Alternatively or additionally, the dimer based polyol can be endcapped with a furan derivative (to provide furan groups) and then reacted with a maleimide. Here, the carbon chain provided by the fatty dimer moiety as described above will be provided between two furan groups, which will be attached to the nitrogen-containing ring of the maleimide (to establish the DA unit); Maleimides may contain aliphatic or aromatic carbon chains with terminal OH groups; Carbon chain length is not essential to the invention. Suitably the maleimide reactant may be, for example, N-(2-hydroxyethyl) maleimide or a PEG-terminated maleimide, which will provide a terminal OH group.

As mentioned above, the fatty dimer residues may preferably be derived from renewable and/or bio-based sources. Preferably, both the fatty dimer moiety and the DA unit are derived from renewable and/or bio-based sources. The level of bio-based content in DA polyols can be determined by ASTM D6866, a standardized analytical method for determining the bio-based or renewable carbon content of a sample using ¹⁴ C radiocarbon dating. ASTM D6866 distinguishes carbon generated from bio-based inputs from carbon derived from fossil-based inputs. Using these standards, the percentage of carbon from renewable sources can be calculated from the total carbon in the sample; Preferably, the DA polyol comprises at least 25% bio-based content, more preferably at least 40% bio-based content, and most preferably at least 60% bio-based content. As more bio-based chemical feedstock becomes available, higher levels of bio-based content may be considered achievable.

Based on the total weight of the DA polyol, preferably the DA polyol comprises from 10 to 80% by weight of dimer fatty residues, more preferably the DA polyol comprises from 15 to 70% by weight of dimer fatty residues. And, most preferably, the DA polyol contains 20% to 60% by weight of dimer fatty residues.

Also provided are polymer compositions comprising DA polyols as described above. Suitable polymer compositions may include polyurethanes, polyesters, (co-)polyamides, epoxies, polycarbonates, polyacrylates, and combinations of different polymer types. The presence of at least some DA polyol as described above allows the preparation of mixed polymer compositions containing different types of polymers while still providing a reversible material. These mixed polymer compositions may consist of a combination of reversible and covalent bonds, which may consist of a combination or mixture of two or more polymers (i.e., an interpenetrating polymer network), or both types of bonds may be built into one polymer. You can.

Preferably, the polymer composition comprises DA polyol and isocyanate as described above. The polymer composition may be a mixture of isocyanate and DA polyol. Preferably the polymer composition comprises a polyurethane formed from the reaction of a DA polyol with an isocyanate.

Polymer compositions comprising a mixture of an isocyanate and a DA polyol may be considered a "prepolymer" when the isocyanate is used in excess relative to the polyol, and is conveniently referred to as such throughout the description.

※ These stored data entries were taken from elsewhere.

//! Test clock: pinned `Clock` for deterministic timestamps and expiry.

use chrono::{DateTime, TimeZone, Utc};
use wayfarer_core::clock::Clock;

/// A clock that always returns the same instant.
#[derive(Debug, Clone, Copy)]
pub struct FixedClock(pub DateTime<Utc>);

impl FixedClock {
    /// 2026-01-15T10:00:00Z, the instant most tests pin to.
    ///
    /// # Panics
    ///
    /// Never; the literal date is valid.
    #[must_use]
    pub fn default_instant() -> Self {
        Self(Utc.with_ymd_and_hms(2026, 1, 15, 10, 0, 0).unwrap())
    }
}

impl Clock for FixedClock {
    fn now(&self) -> DateTime<Utc> {
        self.0
    }
}
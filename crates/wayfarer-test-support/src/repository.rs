//! Test repositories: in-memory durable store implementations.

use std::collections::BTreeMap;
use std::sync::Mutex;

use async_trait::async_trait;
use chrono::{DateTime, Utc};
use wayfarer_core::error::{DomainError, EntityKind};
use wayfarer_core::model::{LocationRecord, PlayerRecord};
use wayfarer_core::repository::{LocationRepository, PlayerRepository};

/// A player repository backed by a `BTreeMap`. Enforces the primary key on
/// insert the way the relational store does.
#[derive(Debug, Default)]
pub struct InMemoryPlayerRepository {
    rows: Mutex<BTreeMap<String, PlayerRecord>>,
}

impl InMemoryPlayerRepository {
    /// An empty repository.
    #[must_use]
    pub fn new() -> Self {
        Self::default()
    }

    /// A repository preloaded with `records`.
    #[must_use]
    pub fn with_players(records: impl IntoIterator<Item = PlayerRecord>) -> Self {
        let rows = records
            .into_iter()
            .map(|r| (r.username.clone(), r))
            .collect();
        Self {
            rows: Mutex::new(rows),
        }
    }

    /// Returns a copy of the row for `username`, if present.
    ///
    /// # Panics
    ///
    /// Panics if the internal mutex is poisoned.
    #[must_use]
    pub fn row(&self, username: &str) -> Option<PlayerRecord> {
        self.rows.lock().unwrap().get(username).cloned()
    }
}

#[async_trait]
impl PlayerRepository for InMemoryPlayerRepository {
    async fn count_players(&self, username: &str) -> Result<u64, DomainError> {
        Ok(u64::from(self.rows.lock().unwrap().contains_key(username)))
    }

    async fn insert_player(&self, record: &PlayerRecord) -> Result<(), DomainError> {
        let mut rows = self.rows.lock().unwrap();
        if rows.contains_key(&record.username) {
            return Err(DomainError::DuplicateIdentity {
                entity: EntityKind::Player,
                id: record.username.clone(),
            });
        }
        rows.insert(record.username.clone(), record.clone());
        Ok(())
    }

    async fn find_player(&self, username: &str) -> Result<Option<PlayerRecord>, DomainError> {
        Ok(self.row(username))
    }

    async fn list_players(&self) -> Result<Vec<PlayerRecord>, DomainError> {
        Ok(self.rows.lock().unwrap().values().cloned().collect())
    }

    async fn update_password(
        &self,
        username: &str,
        password_hash: &str,
        updated_at: DateTime<Utc>,
    ) -> Result<Option<PlayerRecord>, DomainError> {
        let mut rows = self.rows.lock().unwrap();
        Ok(rows.get_mut(username).map(|row| {
            password_hash.clone_into(&mut row.password_hash);
            row.updated_at = updated_at;
            row.clone()
        }))
    }

    async fn delete_player(&self, username: &str) -> Result<u64, DomainError> {
        Ok(u64::from(self.rows.lock().unwrap().remove(username).is_some()))
    }
}

/// A location repository backed by a `BTreeMap`.
#[derive(Debug, Default)]
pub struct InMemoryLocationRepository {
    rows: Mutex<BTreeMap<String, LocationRecord>>,
}

impl InMemoryLocationRepository {
    /// An empty repository.
    #[must_use]
    pub fn new() -> Self {
        Self::default()
    }

    /// A repository preloaded with `records`.
    #[must_use]
    pub fn with_locations(records: impl IntoIterator<Item = LocationRecord>) -> Self {
        let rows = records.into_iter().map(|r| (r.name.clone(), r)).collect();
        Self {
            rows: Mutex::new(rows),
        }
    }

    /// Returns a copy of the row for `name`, if present.
    ///
    /// # Panics
    ///
    /// Panics if the internal mutex is poisoned.
    #[must_use]
    pub fn row(&self, name: &str) -> Option<LocationRecord> {
        self.rows.lock().unwrap().get(name).cloned()
    }
}

#[async_trait]
impl LocationRepository for InMemoryLocationRepository {
    async fn count_locations(&self, name: &str) -> Result<u64, DomainError> {
        Ok(u64::from(self.rows.lock().unwrap().contains_key(name)))
    }

    async fn insert_location(&self, record: &LocationRecord) -> Result<(), DomainError> {
        let mut rows = self.rows.lock().unwrap();
        if rows.contains_key(&record.name) {
            return Err(DomainError::DuplicateIdentity {
                entity: EntityKind::Location,
                id: record.name.clone(),
            });
        }
        rows.insert(record.name.clone(), record.clone());
        Ok(())
    }

    async fn find_location(&self, name: &str) -> Result<Option<LocationRecord>, DomainError> {
        Ok(self.row(name))
    }

    async fn list_locations(&self) -> Result<Vec<LocationRecord>, DomainError> {
        Ok(self.rows.lock().unwrap().values().cloned().collect())
    }

    async fn update_location(
        &self,
        current_name: &str,
        name: &str,
        x: i32,
        y: i32,
        updated_at: DateTime<Utc>,
    ) -> Result<Option<LocationRecord>, DomainError> {
        let mut rows = self.rows.lock().unwrap();
        if !rows.contains_key(current_name) {
            return Ok(None);
        }
        if name != current_name && rows.contains_key(name) {
            return Err(DomainError::DuplicateIdentity {
                entity: EntityKind::Location,
                id: name.to_owned(),
            });
        }
        let Some(mut row) = rows.remove(current_name) else {
            return Ok(None);
        };
        name.clone_into(&mut row.name);
        row.x = x;
        row.y = y;
        row.updated_at = updated_at;
        rows.insert(row.name.clone(), row.clone());
        Ok(Some(row))
    }

    async fn delete_location(&self, name: &str) -> Result<u64, DomainError> {
        Ok(u64::from(self.rows.lock().unwrap().remove(name).is_some()))
    }
}

/// A player repository whose every call fails with a connection error.
#[derive(Debug)]
pub struct FailingPlayerRepository;

#[async_trait]
impl PlayerRepository for FailingPlayerRepository {
    async fn count_players(&self, _username: &str) -> Result<u64, DomainError> {
        Err(refused())
    }

    async fn insert_player(&self, _record: &PlayerRecord) -> Result<(), DomainError> {
        Err(refused())
    }

    async fn find_player(&self, _username: &str) -> Result<Option<PlayerRecord>, DomainError> {
        Err(refused())
    }

    async fn list_players(&self) -> Result<Vec<PlayerRecord>, DomainError> {
        Err(refused())
    }

    async fn update_password(
        &self,
        _username: &str,
        _password_hash: &str,
        _updated_at: DateTime<Utc>,
    ) -> Result<Option<PlayerRecord>, DomainError> {
        Err(refused())
    }

    async fn delete_player(&self, _username: &str) -> Result<u64, DomainError> {
        Err(refused())
    }
}

/// A location repository whose every call fails with a connection error.
#[derive(Debug)]
pub struct FailingLocationRepository;

#[async_trait]
impl LocationRepository for FailingLocationRepository {
    async fn count_locations(&self, _name: &str) -> Result<u64, DomainError> {
        Err(refused())
    }

    async fn insert_location(&self, _record: &LocationRecord) -> Result<(), DomainError> {
        Err(refused())
    }

    async fn find_location(&self, _name: &str) -> Result<Option<LocationRecord>, DomainError> {
        Err(refused())
    }

    async fn list_locations(&self) -> Result<Vec<LocationRecord>, DomainError> {
        Err(refused())
    }

    async fn update_location(
        &self,
        _current_name: &str,
        _name: &str,
        _x: i32,
        _y: i32,
        _updated_at: DateTime<Utc>,
    ) -> Result<Option<LocationRecord>, DomainError> {
        Err(refused())
    }

    async fn delete_location(&self, _name: &str) -> Result<u64, DomainError> {
        Err(refused())
    }
}

fn refused() -> DomainError {
    DomainError::StoreConnection("connection refused".into())
}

The isocyanate and the DA polyol can be reacted to form the polyurethane, the reaction being brought about through any suitable means, for example, by curing via elevated temperature, or by introduction of an initiator catalyst, or by moisture curing. It can be. More specifically, DA polyol and isocyanate may be reacted (cured) at an elevated temperature, and the elevated temperature may preferably be in the range of 50°C to 80°C, more preferably in the range of 60°C to 75°C; Such curing temperature should preferably be below the rDA reaction temperature of the relevant DA polyol. Suitably, the isocyanate and DA polyol can be reacted directly, or alternatively they can be pre-mixed to form a homogeneous mixture and then subsequently reacted. Alternatively, moisture curing to form the polyurethane may be preferred because this curing method will avoid any problems resulting from the selection of a heat curing temperature sufficiently lower than the rDA temperature of the DA polyol. Accordingly, the present invention can advantageously provide an ambient curing system.

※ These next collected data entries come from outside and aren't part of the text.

//! Durable store abstractions.
//!
//! The relational store is the system of record for player and location
//! identity. Implementations report `rows affected` as-is; turning a zero
//! into `NotFound` is the caller's decision.

use async_trait::async_trait;
use chrono::{DateTime, Utc};

use crate::error::DomainError;
use crate::model::{LocationRecord, PlayerRecord};

/// Repository for player rows.
#[async_trait]
pub trait PlayerRepository: Send + Sync {
    /// Count rows with this username (0 or 1).
    async fn count_players(&self, username: &str) -> Result<u64, DomainError>;

    /// Insert a new row. A primary key collision is `DuplicateIdentity`.
    async fn insert_player(&self, record: &PlayerRecord) -> Result<(), DomainError>;

    /// Fetch a row by username.
    async fn find_player(&self, username: &str) -> Result<Option<PlayerRecord>, DomainError>;

    /// Fetch every row, ordered by username.
    async fn list_players(&self) -> Result<Vec<PlayerRecord>, DomainError>;

    /// Replace the password hash, returning the updated row if it exists.
    async fn update_password(
        &self,
        username: &str,
        password_hash: &str,
        updated_at: DateTime<Utc>,
    ) -> Result<Option<PlayerRecord>, DomainError>;

    /// Delete a row, returning the number of rows affected.
    async fn delete_player(&self, username: &str) -> Result<u64, DomainError>;
}

/// Repository for location rows.
#[async_trait]
pub trait LocationRepository: Send + Sync {
    /// Count rows with this name (0 or 1).
    async fn count_locations(&self, name: &str) -> Result<u64, DomainError>;

    /// Insert a new row. A primary key collision is `DuplicateIdentity`.
    async fn insert_location(&self, record: &LocationRecord) -> Result<(), DomainError>;

    /// Fetch a row by name.
    async fn find_location(&self, name: &str) -> Result<Option<LocationRecord>, DomainError>;

    /// Fetch every row, ordered by name.
    async fn list_locations(&self) -> Result<Vec<LocationRecord>, DomainError>;

    /// Rewrite the row named `current_name` with a new name and coordinates.
    /// Returns the updated row, or `None` when no row matched.
    async fn update_location(
        &self,
        current_name: &str,
        name: &str,
        x: i32,
        y: i32,
        updated_at: DateTime<Utc>,
    ) -> Result<Option<LocationRecord>, DomainError>;

    /// Delete a row, returning the number of rows affected.
    async fn delete_location(&self, name: &str) -> Result<u64, DomainError>;
}
//! Command handlers for the Locations context.
//!
//! Renaming or deleting a location changes the key that positions and
//! membership sets join on, so both handlers walk the location's membership
//! set after the durable write and repair each member's position. The
//! location locks held for the whole walk keep Travel and Move out of the
//! affected locations until it finishes.

use tracing::{debug, info, warn};
use wayfarer_core::clock::Clock;
use wayfarer_core::command::Command;
use wayfarer_core::ephemeral::{EphemeralStore, PositionLedger};
use wayfarer_core::error::{DomainError, EntityKind};
use wayfarer_core::lock::{IdentityLocks, LockKey};
use wayfarer_core::model::LocationRecord;
use wayfarer_core::position::{PlayerPosition, Position};
use wayfarer_core::repository::LocationRepository;

use crate::domain::cascade::{CascadeReport, LocationUpdate};
use crate::domain::commands::{CreateLocation, DeleteLocation, UpdateLocation};

fn require_name(name: &str) -> Result<(), DomainError> {
    if name.trim().is_empty() {
        return Err(DomainError::Validation(
            "location name must not be empty".into(),
        ));
    }
    Ok(())
}

/// Handles the `CreateLocation` command: checks the name is free and
/// inserts the row.
///
/// # Errors
///
/// Returns `DomainError::Validation` for an empty name,
/// `DomainError::DuplicateIdentity` if the name is taken, and store errors
/// as they occur.
pub async fn handle_create_location(
    command: &CreateLocation,
    clock: &dyn Clock,
    locations: &dyn LocationRepository,
    locks: &IdentityLocks,
) -> Result<LocationRecord, DomainError> {
    require_name(&command.name)?;

    let _guard = locks.acquire([LockKey::location(&command.name)]).await?;

    if locations.count_locations(&command.name).await? != 0 {
        warn!(
            correlation_id = %command.correlation_id(),
            location = %command.name,
            "attempt to create a duplicate location"
        );
        return Err(DomainError::DuplicateIdentity {
            entity: EntityKind::Location,
            id: command.name.clone(),
        });
    }

    let now = clock.now();
    let record = LocationRecord {
        name: command.name.clone(),
        x: command.x,
        y: command.y,
        created_at: now,
        updated_at: now,
    };
    locations.insert_location(&record).await?;

    info!(
        correlation_id = %command.correlation_id(),
        location = %record.name,
        "location created"
    );
    Ok(record)
}

/// Handles the `UpdateLocation` command: rewrites the row, then re-points
/// every member of the old membership set at the new name and deletes the
/// old set.
///
/// When the name does not change only the row is rewritten.
///
/// # Errors
///
/// Returns `DomainError::NotFound` if no row has the current name,
/// `DomainError::DuplicateIdentity` if the new name is taken, and store
/// errors as they occur. A store error part way through the member walk
/// leaves the members handled so far migrated and the rest in the old set.
pub async fn handle_update_location(
    command: &UpdateLocation,
    clock: &dyn Clock,
    locations: &dyn LocationRepository,
    store: &dyn EphemeralStore,
    locks: &IdentityLocks,
) -> Result<LocationUpdate, DomainError> {
    require_name(&command.name)?;

    let old = command.current_name.as_str();
    let new = command.name.as_str();
    let renamed = old != new;

    let _guard = locks
        .acquire([LockKey::location(old), LockKey::location(new)])
        .await?;

    if renamed && locations.count_locations(new).await? != 0 {
        return Err(DomainError::DuplicateIdentity {
            entity: EntityKind::Location,
            id: new.to_owned(),
        });
    }

    let location = locations
        .update_location(old, new, command.x, command.y, clock.now())
        .await?
        .ok_or_else(|| DomainError::location_not_found(old))?;

    if !renamed {
        return Ok(LocationUpdate {
            location,
            cascade: CascadeReport::default(),
        });
    }

    let ledger = PositionLedger::new(store);
    let mut cascade = CascadeReport::default();

    for member in ledger.members(old).await? {
        let Some(live) = live_member(&ledger, &member, old, &mut cascade).await? else {
            continue;
        };

        let moved = Position {
            location: new.to_owned(),
            ..live.position
        };
        ledger.place(&live.username, &moved).await?;
        ledger
            .join(&PlayerPosition::new(live.username, moved))
            .await?;
        cascade.applied += 1;
    }

    ledger.drop_membership(old).await?;

    info!(
        correlation_id = %command.correlation_id(),
        from = old,
        to = new,
        applied = cascade.applied,
        skipped = cascade.skipped,
        stale = cascade.stale,
        "location renamed"
    );
    Ok(LocationUpdate { location, cascade })
}

/// Handles the `DeleteLocation` command: deletes the row, then every
/// member's position, then the membership set.
///
/// Players who were in the location end up with no position.
///
/// # Errors
///
/// Returns `DomainError::NotFound` if no row was deleted, and store errors
/// as they occur.
pub async fn handle_delete_location(
    command: &DeleteLocation,
    locations: &dyn LocationRepository,
    store: &dyn EphemeralStore,
    locks: &IdentityLocks,
) -> Result<CascadeReport, DomainError> {
    let name = command.name.as_str();
    let _guard = locks.acquire([LockKey::location(name)]).await?;

    if locations.delete_location(name).await? == 0 {
        warn!(
            correlation_id = %command.correlation_id(),
            location = name,
            "location does not exist"
        );
        return Err(DomainError::location_not_found(name));
    }

    let ledger = PositionLedger::new(store);
    let mut cascade = CascadeReport::default();

    for member in ledger.members(name).await? {
        let Some(live) = live_member(&ledger, &member, name, &mut cascade).await? else {
            continue;
        };
        ledger.clear(&live.username).await?;
        cascade.applied += 1;
    }

    ledger.drop_membership(name).await?;

    info!(
        correlation_id = %command.correlation_id(),
        location = name,
        applied = cascade.applied,
        skipped = cascade.skipped,
        stale = cascade.stale,
        "location deleted"
    );
    Ok(cascade)
}

/// Decodes a membership token and pairs the player with their live position,
/// provided that position still names `location`. Anything else is counted
/// in `cascade` and yields `None`.
async fn live_member(
    ledger: &PositionLedger<'_>,
    member: &str,
    location: &str,
    cascade: &mut CascadeReport,
) -> Result<Option<PlayerPosition>, DomainError> {
    let entry = match PlayerPosition::decode(member) {
        Ok(entry) => entry,
        Err(err) => {
            warn!(location, member, error = %err, "skipping undecodable member");
            cascade.skipped += 1;
            return Ok(None);
        }
    };

    match ledger.position_of(&entry.username).await {
        Ok(Some(position)) if position.location == location => {
            Ok(Some(PlayerPosition::new(entry.username, position)))
        }
        Ok(_) => {
            debug!(location, username = %entry.username, "member no longer here");
            cascade.stale += 1;
            Ok(None)
        }
        Err(DomainError::Internal(msg)) => {
            warn!(location, username = %entry.username, error = %msg, "skipping member with undecodable position");
            cascade.skipped += 1;
            Ok(None)
        }
        Err(err) => Err(err),
    }
}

In the reacted polyurethane polymer, the NCO:OH ratio used preferably ranges from 0.8:1 to 3:1, but the ratio used depends on whether the polymer is formed in a one-component system (1K) or a two-component system (1K). 2K) depends greatly on whether it is formed. Therefore, for 1K systems, the NCO:OH ratio used preferably ranges from 1:1 to 3:1, more preferably from 1.2:1 to 2.5:1, and especially from 1.5:1 to 2:1, For 2K systems, the NCO:OH ratio used preferably ranges from 0.8:1 to 1.2:1, more preferably from 0.9:1 to 1.1:1, and most preferably from 1:1 to 1.03:1.

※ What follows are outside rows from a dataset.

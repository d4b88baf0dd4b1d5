//! Shared test fakes and utilities for Wayfarer.

mod clock;
mod ephemeral;
mod repository;

pub use clock::FixedClock;
pub use ephemeral::{FailingEphemeralStore, InMemoryEphemeralStore, StoreOp};
pub use repository::{
    FailingLocationRepository, FailingPlayerRepository, InMemoryLocationRepository,
    InMemoryPlayerRepository,
};
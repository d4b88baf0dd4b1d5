//! Domain error types.

use std::fmt;

use thiserror::Error;

/// The kind of durable identity an error refers to.
#[derive(Debug, Clone, Copy, PartialEq, Eq)]
pub enum EntityKind {
    /// A player, identified by username.
    Player,
    /// A location, identified by name.
    Location,
}

impl fmt::Display for EntityKind {
    fn fmt(&self, f: &mut fmt::Formatter<'_>) -> fmt::Result {
        match self {
            Self::Player => f.write_str("player"),
            Self::Location => f.write_str("location"),
        }
    }
}

/// Top-level domain error type.
///
/// Every store-layer failure is folded into one of these kinds before it
/// leaves a store adapter; callers never see driver errors.
#[derive(Debug, Error)]
pub enum DomainError {
    /// The durable or ephemeral store could not be reached, or a call to it
    /// exceeded its deadline.
    #[error("store connection error: {0}")]
    StoreConnection(String),

    /// A query or write was rejected by the store.
    #[error("store operation failed: {0}")]
    StoreOperation(String),

    /// The referenced player or location does not exist.
    #[error("{entity} not found: {id}")]
    NotFound {
        /// Which identity was looked up.
        entity: EntityKind,
        /// The identity value.
        id: String,
    },

    /// A player or location with this identity already exists.
    #[error("{entity} already exists: {id}")]
    DuplicateIdentity {
        /// Which identity collided.
        entity: EntityKind,
        /// The identity value.
        id: String,
    },

    /// The player has no live position.
    #[error("player is not in a location: {0}")]
    NotInLocation(String),

    /// Credentials or token did not check out.
    #[error("authentication failed")]
    AuthFailure,

    /// Encoding, decoding or hashing failed.
    #[error("internal error: {0}")]
    Internal(String),

    /// The requested operation is not supported.
    #[error("not implemented: {0}")]
    Unimplemented(&'static str),

    /// Request input was rejected before touching any store.
    #[error("validation error: {0}")]
    Validation(String),

    /// An identity lock could not be acquired in time.
    #[error("conflict: {0}")]
    Conflict(String),
}

impl DomainError {
    /// Shorthand for a player `NotFound`.
    pub fn player_not_found(username: impl Into<String>) -> Self {
        Self::NotFound {
            entity: EntityKind::Player,
            id: username.into(),
        }
    }

    /// Shorthand for a location `NotFound`.
    pub fn location_not_found(name: impl Into<String>) -> Self {
        Self::NotFound {
            entity: EntityKind::Location,
            id: name.into(),
        }
    }
}

#[cfg(test)]
mod tests {
    use super::*;

    #[test]
    fn test_not_found_message_names_entity_and_id() {
        let err = DomainError::location_not_found("town");
        assert_eq!(err.to_string(), "location not found: town");
    }

    #[test]
    fn test_duplicate_message_names_entity_and_id() {
        let err = DomainError::DuplicateIdentity {
            entity: EntityKind::Player,
            id: "alice".to_owned(),
        };
        assert_eq!(err.to_string(), "player already exists: alice");
    }
}
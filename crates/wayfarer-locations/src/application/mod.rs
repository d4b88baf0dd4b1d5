//! Application layer for the Locations context.

pub mod command_handlers;
pub mod query_handlers;
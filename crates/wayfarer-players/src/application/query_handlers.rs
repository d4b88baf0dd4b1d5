//! Query handlers for the Players context.
//!
//! Reads join the durable row with the live position, if there is one.

use wayfarer_core::ephemeral::{EphemeralStore, PositionLedger};
use wayfarer_core::error::DomainError;
use wayfarer_core::repository::PlayerRepository;

use crate::domain::player::PlayerView;

/// Retrieves a player and their position.
///
/// # Errors
///
/// Returns `DomainError::NotFound` for an unknown username and
/// `DomainError::Internal` if the stored position cannot be decoded.
pub async fn get_player(
    username: &str,
    players: &dyn PlayerRepository,
    store: &dyn EphemeralStore,
) -> Result<PlayerView, DomainError> {
    let record = players
        .find_player(username)
        .await?
        .ok_or_else(|| DomainError::player_not_found(username))?;
    let position = PositionLedger::new(store).position_of(username).await?;
    Ok(PlayerView::from_record(record, position))
}

/// Lists every player with their position, ordered by username.
///
/// # Errors
///
/// Returns store errors, or `DomainError::Internal` if any stored position
/// cannot be decoded.
pub async fn list_players(
    players: &dyn PlayerRepository,
    store: &dyn EphemeralStore,
) -> Result<Vec<PlayerView>, DomainError> {
    let ledger = PositionLedger::new(store);
    let records = players.list_players().await?;

    let mut views = Vec::with_capacity(records.len());
    for record in records {
        let position = ledger.position_of(&record.username).await?;
        views.push(PlayerView::from_record(record, position));
    }
    Ok(views)
}
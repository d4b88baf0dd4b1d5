//! Wayfarer: HTTP API.
//!
//! Exposes the player and location operations over JSON. `main.rs` wires the
//! real stores into [`state::AppState`]; tests wire in-memory ones.

pub mod config;
pub mod error;
pub mod routes;
pub mod state;
pub mod telemetry;

use axum::Router;
use tower_http::cors::CorsLayer;
use tower_http::trace::TraceLayer;

/// Builds the full application router.
pub fn app(state: state::AppState) -> Router {
    Router::new()
        .merge(routes::health::router())
        .nest("/api/v1", routes::api_router())
        .layer(TraceLayer::new_for_http())
        .layer(CorsLayer::permissive())
        .with_state(state)
}
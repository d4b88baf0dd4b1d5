//! Command abstractions.

use uuid::Uuid;

/// Trait that all commands implement.
pub trait Command: Send + Sync + std::fmt::Debug {
    /// Dotted name of the command, e.g. `players.travel`, for log fields.
    fn command_type(&self) -> &'static str;

    /// Correlation ID to trace this command through both stores.
    fn correlation_id(&self) -> Uuid;

    /// The player username or location name the command acts on.
    fn subject(&self) -> &str;
}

The polymer composition preferably has an isocyanate content (determined according to ASTM 2572) of 5% to 30% by weight, more preferably 10% to 23% by weight, especially 15% to 20% by weight, especially 18% by weight. % to 19% NCO by weight.

The isocyanate preferably comprises at least one isocyanate with a functionality of 2 or more.

The isocyanate may be an aliphatic isocyanate, cycloaliphatic or aromatic isocyanate. In some embodiments, the isocyanate is preferably an aliphatic isocyanate. However, preferably in some alternative embodiments, the isocyanate may be an aromatic isocyanate. More specifically, aliphatic isocyanates are preferred when the polymer composition is used in coatings, and aromatic isocyanates are preferred when the polymer composition is used in adhesives, elastomers and/or composites; This is because aliphatic isocyanates have increased heat and light stability compared to aromatic isocyanates, but aromatic isocyanates have increased reactivity and strength compared to aliphatic isocyanates.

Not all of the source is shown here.